***** Given entries *****

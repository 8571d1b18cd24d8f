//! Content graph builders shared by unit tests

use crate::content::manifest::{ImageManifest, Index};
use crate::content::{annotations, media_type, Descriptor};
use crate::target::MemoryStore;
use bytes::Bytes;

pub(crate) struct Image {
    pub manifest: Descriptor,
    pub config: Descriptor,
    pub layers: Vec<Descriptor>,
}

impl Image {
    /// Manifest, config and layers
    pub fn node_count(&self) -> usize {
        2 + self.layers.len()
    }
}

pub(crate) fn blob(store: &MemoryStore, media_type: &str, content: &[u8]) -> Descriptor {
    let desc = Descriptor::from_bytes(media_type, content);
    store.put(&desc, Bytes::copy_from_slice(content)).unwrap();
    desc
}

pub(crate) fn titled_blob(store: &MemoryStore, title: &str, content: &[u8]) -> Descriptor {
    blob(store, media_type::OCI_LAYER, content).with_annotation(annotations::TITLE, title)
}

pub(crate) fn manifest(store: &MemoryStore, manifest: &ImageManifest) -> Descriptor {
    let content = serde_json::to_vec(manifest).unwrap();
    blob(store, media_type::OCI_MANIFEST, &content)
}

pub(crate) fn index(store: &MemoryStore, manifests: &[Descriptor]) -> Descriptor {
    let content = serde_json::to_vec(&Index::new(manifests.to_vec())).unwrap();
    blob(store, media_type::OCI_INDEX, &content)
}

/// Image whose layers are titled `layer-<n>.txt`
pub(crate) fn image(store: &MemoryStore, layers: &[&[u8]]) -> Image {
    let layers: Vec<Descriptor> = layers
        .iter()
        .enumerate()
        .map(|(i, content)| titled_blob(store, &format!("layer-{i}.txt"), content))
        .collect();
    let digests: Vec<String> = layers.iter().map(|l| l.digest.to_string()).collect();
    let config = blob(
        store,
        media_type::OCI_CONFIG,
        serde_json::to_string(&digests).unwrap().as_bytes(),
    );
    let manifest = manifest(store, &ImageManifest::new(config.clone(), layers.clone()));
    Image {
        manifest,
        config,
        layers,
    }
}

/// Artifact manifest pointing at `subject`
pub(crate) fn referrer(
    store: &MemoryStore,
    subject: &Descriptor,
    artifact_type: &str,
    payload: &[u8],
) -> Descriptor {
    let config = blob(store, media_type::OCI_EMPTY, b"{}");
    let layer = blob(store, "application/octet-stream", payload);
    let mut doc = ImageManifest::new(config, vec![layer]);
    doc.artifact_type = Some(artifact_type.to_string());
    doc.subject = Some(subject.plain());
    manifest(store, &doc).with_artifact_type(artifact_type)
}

*****
***** Given entries *****

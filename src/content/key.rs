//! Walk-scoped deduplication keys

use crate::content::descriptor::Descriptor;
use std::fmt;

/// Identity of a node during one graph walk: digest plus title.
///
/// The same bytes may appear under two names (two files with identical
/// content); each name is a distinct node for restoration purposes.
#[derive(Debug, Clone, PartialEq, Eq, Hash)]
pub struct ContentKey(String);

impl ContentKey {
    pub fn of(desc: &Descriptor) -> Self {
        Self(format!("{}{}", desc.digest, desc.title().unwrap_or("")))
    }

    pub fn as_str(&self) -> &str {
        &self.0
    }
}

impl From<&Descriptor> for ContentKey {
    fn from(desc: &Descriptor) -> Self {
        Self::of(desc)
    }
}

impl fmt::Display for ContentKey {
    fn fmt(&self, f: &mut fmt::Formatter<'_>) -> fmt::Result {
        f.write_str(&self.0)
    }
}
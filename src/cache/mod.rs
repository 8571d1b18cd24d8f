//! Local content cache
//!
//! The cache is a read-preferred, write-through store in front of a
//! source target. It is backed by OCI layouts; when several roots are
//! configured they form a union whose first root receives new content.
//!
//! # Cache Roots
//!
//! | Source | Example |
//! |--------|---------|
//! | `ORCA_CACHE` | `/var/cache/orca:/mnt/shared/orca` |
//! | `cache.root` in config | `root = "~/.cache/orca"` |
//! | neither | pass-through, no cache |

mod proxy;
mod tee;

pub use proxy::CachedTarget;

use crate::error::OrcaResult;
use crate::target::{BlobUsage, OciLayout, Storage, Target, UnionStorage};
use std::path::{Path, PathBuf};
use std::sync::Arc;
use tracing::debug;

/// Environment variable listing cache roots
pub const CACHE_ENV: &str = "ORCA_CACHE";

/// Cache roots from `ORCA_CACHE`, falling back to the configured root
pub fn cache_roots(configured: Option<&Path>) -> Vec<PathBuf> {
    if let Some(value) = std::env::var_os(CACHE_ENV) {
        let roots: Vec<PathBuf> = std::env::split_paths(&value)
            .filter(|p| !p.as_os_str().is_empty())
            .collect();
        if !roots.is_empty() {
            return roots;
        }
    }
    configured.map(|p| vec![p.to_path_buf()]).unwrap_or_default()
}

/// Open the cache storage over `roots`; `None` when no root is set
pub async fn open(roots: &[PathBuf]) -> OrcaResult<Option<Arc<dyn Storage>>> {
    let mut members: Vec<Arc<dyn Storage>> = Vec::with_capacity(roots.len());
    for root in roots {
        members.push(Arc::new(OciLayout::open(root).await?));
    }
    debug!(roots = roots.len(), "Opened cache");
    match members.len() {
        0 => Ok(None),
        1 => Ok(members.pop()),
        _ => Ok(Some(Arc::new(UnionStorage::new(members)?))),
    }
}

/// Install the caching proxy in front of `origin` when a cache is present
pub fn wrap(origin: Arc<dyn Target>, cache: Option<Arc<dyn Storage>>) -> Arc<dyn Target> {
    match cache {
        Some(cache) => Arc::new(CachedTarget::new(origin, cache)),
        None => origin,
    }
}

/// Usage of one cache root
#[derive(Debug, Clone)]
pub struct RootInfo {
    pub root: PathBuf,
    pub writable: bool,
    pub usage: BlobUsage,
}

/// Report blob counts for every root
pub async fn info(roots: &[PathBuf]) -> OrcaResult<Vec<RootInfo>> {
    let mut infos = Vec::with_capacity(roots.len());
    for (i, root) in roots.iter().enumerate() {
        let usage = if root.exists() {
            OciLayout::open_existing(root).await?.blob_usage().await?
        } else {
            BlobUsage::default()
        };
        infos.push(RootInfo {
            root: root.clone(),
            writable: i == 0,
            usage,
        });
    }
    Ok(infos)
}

*****

#### [Task statement]
Repeat the entries above verbatim, but only from the line that has "blob(store, media_type::OCI_MANIFEST, &content)" down to the line that has "Image whose layers", inclusive.

#### [Response for this exercise]
    blob(store, media_type::OCI_MANIFEST, &content)
}

pub(crate) fn index(store: &MemoryStore, manifests: &[Descriptor]) -> Descriptor {
    let content = serde_json::to_vec(&Index::new(manifests.to_vec())).unwrap();
    blob(store, media_type::OCI_INDEX, &content)
}

/// Image whose layers are titled `layer-<n>.txt`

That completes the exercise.